Il Comune di Viareggio, congiuntamente con il Comune di Camaiore, ha celebrato la ricorrenza con una cerimonia in via Martiri delle Foibe che si è tenuta questa mattina alle 9, presente per l’Amministrazione comunale l’assessore alla Libertà urbana Maurizio Manzo.

«Le stragi, le violenze, le sofferenze patite dagli esuli giuliani, istriani, fiumani e dalmati non possono essere dimenticate – ha detto l’assessore – perché fanno parte a pieno titolo della storia nazionale e ne rappresentano un capitolo incancellabile che ci ammonisce dei gravissimi rischi del nazionalismo estremo, dell’odio etnico e della violenza ideologica eretta a sistema».

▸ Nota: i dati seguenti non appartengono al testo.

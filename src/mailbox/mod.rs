//! Mailbox transport boundary.
//!
//! The engine never holds on to a transport's own message objects. Each
//! enumeration returns owned [`Message`] snapshots, and every mutation goes
//! back through the [`Mailbox`] with a [`MessageRef`]. A mutating call may
//! invalidate any earlier enumeration of the same folder, so callers must
//! enumerate again rather than reuse old snapshots.

pub mod memory;

pub use memory::{MailboxOp, MemoryMailbox};

use crate::error::MailboxError;
use crate::normalization::combine_header_lines;
use chrono::{DateTime, Utc};
use serde::{Deserialize, Serialize};
use std::fmt;

/// Location of a message inside a mailbox.
#[derive(Debug, Clone, Default, PartialEq, Eq, Hash)]
pub struct MessageRef {
    pub folder: String,
    pub id: String,
}

impl fmt::Display for MessageRef {
    fn fmt(&self, f: &mut fmt::Formatter<'_>) -> fmt::Result {
        write!(f, "{}/{}", self.folder, self.id)
    }
}

/// Read-only snapshot of one message as reported by the transport.
#[derive(Debug, Clone, PartialEq, Serialize, Deserialize)]
pub struct Message {
    #[serde(default)]
    pub id: String,
    #[serde(default, skip_serializing)]
    pub folder: String,
    #[serde(default)]
    pub sender_address: String,
    #[serde(default)]
    pub sender_name: String,
    #[serde(default)]
    pub subject: String,
    #[serde(default)]
    pub body: String,
    #[serde(default, skip_serializing_if = "Option::is_none")]
    pub html_body: Option<String>,
    /// Raw transport headers, unfolded.
    #[serde(default)]
    pub headers: String,
    #[serde(default = "Utc::now")]
    pub received: DateTime<Utc>,
    #[serde(default)]
    pub unread: bool,
    #[serde(default)]
    pub flagged: bool,
    #[serde(default, skip_serializing_if = "Vec::is_empty")]
    pub categories: Vec<String>,
}

impl Default for Message {
    fn default() -> Self {
        Message {
            id: String::new(),
            folder: String::new(),
            sender_address: String::new(),
            sender_name: String::new(),
            subject: String::new(),
            body: String::new(),
            html_body: None,
            headers: String::new(),
            received: Utc::now(),
            unread: true,
            flagged: false,
            categories: Vec::new(),
        }
    }
}

impl Message {
    pub fn reference(&self) -> MessageRef {
        MessageRef {
            folder: self.folder.clone(),
            id: self.id.clone(),
        }
    }

    /// Headers with continuation lines folded, sanitized and lowercased.
    pub fn header_text(&self) -> String {
        combine_header_lines(&self.headers)
    }

    pub fn sender_lower(&self) -> String {
        self.sender_address.trim().to_lowercase()
    }
}

/// Operations the engine may perform against a mail store.
///
/// Every mutating operation may fail transiently and is wrapped in a retry
/// by the caller.
pub trait Mailbox {
    /// Messages in `folder` received at or after `since`, most recent first.
    fn enumerate(
        &mut self,
        folder: &str,
        since: DateTime<Utc>,
    ) -> Result<Vec<Message>, MailboxError>;

    fn delete(&mut self, message: &MessageRef) -> Result<(), MailboxError>;

    /// Copy into `target`, returning the location of the copy.
    fn copy_to(&mut self, message: &MessageRef, target: &str)
        -> Result<MessageRef, MailboxError>;

    /// Move into `target`, returning the new location.
    fn move_to(&mut self, message: &MessageRef, target: &str)
        -> Result<MessageRef, MailboxError>;

    fn mark_read(&mut self, message: &MessageRef) -> Result<(), MailboxError>;

    fn clear_flag(&mut self, message: &MessageRef) -> Result<(), MailboxError>;

    fn set_category(&mut self, message: &MessageRef, category: &str)
        -> Result<(), MailboxError>;

    fn forward(&mut self, message: &MessageRef, recipients: &[String])
        -> Result<(), MailboxError>;
}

Inoltre, vista l’importanza storica della vicenda, l’Amministrazione comunale di Viareggio ha organizzato un incontro, rivolto principalmente alle scuole cittadine ma aperto a tutta la cittadinanza, dal titolo «Il dramma del confine orientale tra storia e memoria». L’appuntamento è per domani, lunedì 11 febbraio alle 10 nella Sala di Rappresentanza del Comune di Viareggio. Dopo i saluti istituzionali, interverranno il professor Armando Sestani, autore del libro Esuli a Lucca, il docente universitario Gianluca Fulvetti. Modera l’incontro il dott. Filippo Gattai Tacchi della Scuola Normale Superiore di Pisa.